[Start of section]
// SPDX-License-Identifier: Apache-2.0
// Copyright Open Network Fabric Authors

#![deny(clippy::all, clippy::pedantic)]
#![allow(clippy::missing_errors_doc)]
#![allow(clippy::must_use_candidate)]

mod args;
mod logging;
mod source;

use crate::args::{CmdArgs, Parser};
use crate::logging::init_logging;
use crate::source::FragmentSource;

use config::ConversionParams;
use mgmt::frr::reload::FrrPaths;
use mgmt::processor::launch::{MgmtParams, start_mgmt};

use tokio_util::sync::CancellationToken;
use tracing::{error, info};

fn main() {
    /* parse cmd line args */
    let args = CmdArgs::parse();

    /* initialize logging */
    if let Err(e) = init_logging(args.log_level()) {
        eprintln!("{e}");
        std::process::exit(1);
    }
    info!("Starting BGP configuration agent...");

    let cancel = CancellationToken::new();
    let stop = cancel.clone();
    ctrlc::set_handler(move || {
        info!("Received termination signal");
        stop.cancel();
    })
    .expect("failed to set termination handler");

    let conversion = ConversionParams::new(args.node_name(), args.log_level())
        .set_always_block(&args.always_block());
    let mut params = MgmtParams::new(FrrPaths::from_env(), conversion);
    params.reload_interval = args.reload_interval();
    params.retry_interval = args.retry_interval();
    params.status_interval = args.status_interval();

    let runtime = tokio::runtime::Builder::new_multi_thread()
        .thread_name("bgpcfg")
        .enable_time()
        .build()
        .expect("Tokio runtime creation failed");

    runtime.block_on(async {
        let mgmt = start_mgmt(params, &cancel);
        let source = FragmentSource::new(args.fragments_dir(), mgmt.processor.clone());
        let source = tokio::spawn(source.run(cancel.clone(), args.rescan_interval()));

        cancel.cancelled().await;
        if let Err(e) = source.await {
            error!("Fragment source failed: {e}");
        }
        mgmt.join().await;
    });
    info!("Stopped");
}
// SPDX-License-Identifier: Apache-2.0
// Copyright Open Network Fabric Authors

//! Command line of the agent. Every option can also be set from the environment.

pub use clap::Parser;
use config::LogLevel;
use std::path::PathBuf;
use std::str::FromStr;
use std::time::Duration;

#[derive(Parser, Debug)]
#[command(name = "bgpcfg")]
#[command(about = "Merges BGP configuration fragments and keeps FRR configured accordingly", long_about = None)]
pub struct CmdArgs {
    #[arg(
        long,
        env = "BGPCFG_FRAGMENTS_DIR",
        value_name = "DIR",
        default_value = "/etc/bgpcfg/fragments",
        help = "Directory with the configuration fragments (*.yaml, *.yml, *.json)"
    )]
    fragments_dir: PathBuf,

    #[arg(
        long,
        env = "NODE_NAME",
        value_name = "NAME",
        default_value = "",
        help = "Name of this node, used as FRR hostname"
    )]
    node_name: String,

    #[arg(
        long,
        env = "BGPCFG_LOG_LEVEL",
        value_name = "LEVEL",
        default_value = "info",
        value_parser = LogLevel::from_str,
        help = "Log level of the agent and of FRR: one of all, debug, info, warn, error, none"
    )]
    log_level: LogLevel,

    #[arg(
        long,
        env = "BGPCFG_ALWAYS_BLOCK",
        value_name = "CIDR",
        value_delimiter = ',',
        help = "Prefixes never to be accepted from any neighbor. Can be repeated or comma-separated"
    )]
    always_block: Vec<String>,

    #[arg(
        long,
        env = "BGPCFG_RELOAD_INTERVAL_MS",
        value_name = "MS",
        default_value_t = 3000,
        help = "Delay between a configuration change and its application"
    )]
    reload_interval_ms: u64,

    #[arg(
        long,
        env = "BGPCFG_RETRY_INTERVAL_MS",
        value_name = "MS",
        default_value_t = 500,
        help = "Delay between a failed configuration apply and the next attempt"
    )]
    retry_interval_ms: u64,

    #[arg(
        long,
        env = "BGPCFG_STATUS_INTERVAL_MS",
        value_name = "MS",
        default_value_t = 5000,
        help = "Period of the FRR status polling"
    )]
    status_interval_ms: u64,

    #[arg(
        long,
        env = "BGPCFG_RESCAN_INTERVAL_MS",
        value_name = "MS",
        default_value_t = 5000,
        help = "Period of the fragment directory scans"
    )]
    rescan_interval_ms: u64,
}

impl CmdArgs {
    pub fn fragments_dir(&self) -> &PathBuf {
        &self.fragments_dir
    }
    pub fn node_name(&self) -> &str {
        &self.node_name
    }
    pub fn log_level(&self) -> LogLevel {
        self.log_level
    }
    pub fn always_block(&self) -> Vec<&str> {
        self.always_block.iter().map(String::as_str).collect()
    }
    pub fn reload_interval(&self) -> Duration {
        Duration::from_millis(self.reload_interval_ms)
    }
    pub fn retry_interval(&self) -> Duration {
        Duration::from_millis(self.retry_interval_ms)
    }
    pub fn status_interval(&self) -> Duration {
        Duration::from_millis(self.status_interval_ms)
    }
    pub fn rescan_interval(&self) -> Duration {
        Duration::from_millis(self.rescan_interval_ms)
    }
}

#[cfg(test)]
mod tests {
    use super::*;

    #[test]
    fn test_args_defaults() {
        let args = CmdArgs::try_parse_from(["bgpcfg", "--node-name", "node-1"])
            .expect("Should parse");
        assert_eq!(args.node_name(), "node-1");
        assert_eq!(args.log_level(), LogLevel::Info);
        assert_eq!(args.reload_interval(), Duration::from_millis(3000));
        assert_eq!(args.retry_interval(), Duration::from_millis(500));
        assert!(args.always_block().is_empty());
    }

    #[test]
    fn test_args() {
        let args = CmdArgs::try_parse_from([
            "bgpcfg",
            "--log-level",
            "DEBUG",
            "--always-block",
            "10.0.0.0/8,192.168.0.0/16",
            "--always-block",
            "fd00::/8",
            "--status-interval-ms",
            "100",
        ])
        .expect("Should parse");
        assert_eq!(args.log_level(), LogLevel::Debug);
        assert_eq!(
            args.always_block(),
            vec!["10.0.0.0/8", "192.168.0.0/16", "fd00::/8"]
        );
        assert_eq!(args.status_interval(), Duration::from_millis(100));

        assert!(CmdArgs::try_parse_from(["bgpcfg", "--log-level", "loud"]).is_err());
    }
}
[End of section]
▸ What is being asked:
Scan the lines above for "allow", then copy every one that has it.

▸ Solution:
#![allow(clippy::missing_errors_doc)]
#![allow(clippy::must_use_candidate)]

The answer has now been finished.